[Stored items]
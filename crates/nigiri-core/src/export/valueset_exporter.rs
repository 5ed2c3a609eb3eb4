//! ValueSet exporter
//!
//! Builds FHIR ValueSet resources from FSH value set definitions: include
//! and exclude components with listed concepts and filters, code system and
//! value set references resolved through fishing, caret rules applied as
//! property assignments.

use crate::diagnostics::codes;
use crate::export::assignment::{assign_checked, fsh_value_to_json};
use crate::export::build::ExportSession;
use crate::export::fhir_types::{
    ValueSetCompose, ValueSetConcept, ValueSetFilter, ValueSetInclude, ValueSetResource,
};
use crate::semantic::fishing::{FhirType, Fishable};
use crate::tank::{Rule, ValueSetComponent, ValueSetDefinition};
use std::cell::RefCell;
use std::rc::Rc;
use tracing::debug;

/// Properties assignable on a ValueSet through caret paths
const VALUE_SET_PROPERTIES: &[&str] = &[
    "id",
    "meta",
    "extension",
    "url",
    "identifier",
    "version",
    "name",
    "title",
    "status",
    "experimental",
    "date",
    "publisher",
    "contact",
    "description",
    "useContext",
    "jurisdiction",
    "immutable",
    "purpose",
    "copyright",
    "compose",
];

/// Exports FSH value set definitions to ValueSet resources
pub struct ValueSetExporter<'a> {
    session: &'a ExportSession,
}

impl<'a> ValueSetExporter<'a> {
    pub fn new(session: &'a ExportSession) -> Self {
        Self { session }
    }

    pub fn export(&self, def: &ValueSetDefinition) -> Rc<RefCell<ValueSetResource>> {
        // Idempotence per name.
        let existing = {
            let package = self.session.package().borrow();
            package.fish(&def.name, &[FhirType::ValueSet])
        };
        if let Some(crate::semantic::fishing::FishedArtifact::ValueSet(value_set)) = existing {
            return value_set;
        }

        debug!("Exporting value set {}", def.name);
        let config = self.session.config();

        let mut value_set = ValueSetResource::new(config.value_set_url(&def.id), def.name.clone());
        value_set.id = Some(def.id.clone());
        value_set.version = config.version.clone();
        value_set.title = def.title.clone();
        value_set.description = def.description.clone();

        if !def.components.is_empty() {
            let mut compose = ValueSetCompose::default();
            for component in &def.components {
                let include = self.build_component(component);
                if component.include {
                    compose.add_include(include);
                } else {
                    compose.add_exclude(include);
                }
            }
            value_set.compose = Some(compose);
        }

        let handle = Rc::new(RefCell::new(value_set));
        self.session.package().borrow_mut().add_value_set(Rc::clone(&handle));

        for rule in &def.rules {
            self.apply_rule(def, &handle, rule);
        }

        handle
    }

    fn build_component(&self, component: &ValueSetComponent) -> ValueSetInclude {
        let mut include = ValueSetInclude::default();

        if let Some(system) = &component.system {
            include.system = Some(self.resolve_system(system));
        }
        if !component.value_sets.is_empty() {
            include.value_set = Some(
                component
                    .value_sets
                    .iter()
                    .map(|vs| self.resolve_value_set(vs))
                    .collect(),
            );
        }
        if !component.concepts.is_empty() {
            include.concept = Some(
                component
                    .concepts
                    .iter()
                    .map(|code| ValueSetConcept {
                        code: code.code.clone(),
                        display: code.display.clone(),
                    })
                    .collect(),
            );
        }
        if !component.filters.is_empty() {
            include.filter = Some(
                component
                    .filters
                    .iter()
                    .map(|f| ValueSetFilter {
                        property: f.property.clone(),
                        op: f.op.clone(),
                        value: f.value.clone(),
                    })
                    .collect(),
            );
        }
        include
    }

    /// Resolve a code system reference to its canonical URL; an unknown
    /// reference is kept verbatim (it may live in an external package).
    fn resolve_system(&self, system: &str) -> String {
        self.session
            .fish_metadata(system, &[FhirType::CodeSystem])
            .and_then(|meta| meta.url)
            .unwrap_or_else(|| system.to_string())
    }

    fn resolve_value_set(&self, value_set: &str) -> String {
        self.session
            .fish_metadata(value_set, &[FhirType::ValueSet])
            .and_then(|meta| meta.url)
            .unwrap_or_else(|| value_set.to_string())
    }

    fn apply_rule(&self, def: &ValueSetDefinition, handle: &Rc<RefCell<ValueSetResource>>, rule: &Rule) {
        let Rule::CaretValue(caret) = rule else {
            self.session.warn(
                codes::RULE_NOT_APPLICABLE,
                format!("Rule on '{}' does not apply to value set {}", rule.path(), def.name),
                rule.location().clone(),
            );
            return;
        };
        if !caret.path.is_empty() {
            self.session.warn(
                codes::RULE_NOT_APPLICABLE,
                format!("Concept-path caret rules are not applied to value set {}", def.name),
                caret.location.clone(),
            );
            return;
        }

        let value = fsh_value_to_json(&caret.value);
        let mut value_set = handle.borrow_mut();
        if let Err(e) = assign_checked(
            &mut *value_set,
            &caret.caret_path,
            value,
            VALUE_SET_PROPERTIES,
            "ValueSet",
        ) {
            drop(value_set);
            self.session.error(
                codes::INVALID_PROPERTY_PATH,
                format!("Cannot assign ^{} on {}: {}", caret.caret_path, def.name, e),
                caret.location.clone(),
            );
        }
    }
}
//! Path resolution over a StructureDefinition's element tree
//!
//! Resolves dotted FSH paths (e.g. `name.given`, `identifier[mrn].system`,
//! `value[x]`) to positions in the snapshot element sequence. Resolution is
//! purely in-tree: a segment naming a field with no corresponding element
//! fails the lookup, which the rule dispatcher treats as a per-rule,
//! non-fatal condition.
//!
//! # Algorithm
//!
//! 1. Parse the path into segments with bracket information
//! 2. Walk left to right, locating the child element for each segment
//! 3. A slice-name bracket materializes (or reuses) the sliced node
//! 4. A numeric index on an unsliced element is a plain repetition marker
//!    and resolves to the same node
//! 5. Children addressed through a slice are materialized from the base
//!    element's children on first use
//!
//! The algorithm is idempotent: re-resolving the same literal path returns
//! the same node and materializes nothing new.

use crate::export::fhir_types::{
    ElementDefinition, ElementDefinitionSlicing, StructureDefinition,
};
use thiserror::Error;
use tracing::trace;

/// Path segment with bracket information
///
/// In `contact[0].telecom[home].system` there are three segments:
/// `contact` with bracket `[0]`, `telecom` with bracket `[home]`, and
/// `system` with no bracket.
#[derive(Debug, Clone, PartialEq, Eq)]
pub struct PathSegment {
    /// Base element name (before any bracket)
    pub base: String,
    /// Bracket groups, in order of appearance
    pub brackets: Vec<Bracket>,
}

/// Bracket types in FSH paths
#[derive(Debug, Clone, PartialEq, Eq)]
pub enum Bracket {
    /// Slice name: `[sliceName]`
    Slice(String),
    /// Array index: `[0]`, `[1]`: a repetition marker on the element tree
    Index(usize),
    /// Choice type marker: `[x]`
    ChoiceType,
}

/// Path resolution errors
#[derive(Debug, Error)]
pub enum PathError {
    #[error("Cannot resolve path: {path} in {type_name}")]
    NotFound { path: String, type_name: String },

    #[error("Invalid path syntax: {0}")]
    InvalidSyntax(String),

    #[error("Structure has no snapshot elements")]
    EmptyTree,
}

:: TASK ::
Which lines in the data hold the string "ValueSetInclude"? Copy each of them.

:: WRITTEN SOLUTION ::
    ValueSetCompose, ValueSetConcept, ValueSetFilter, ValueSetInclude, ValueSetResource,
    fn build_component(&self, component: &ValueSetComponent) -> ValueSetInclude {
        let mut include = ValueSetInclude::default();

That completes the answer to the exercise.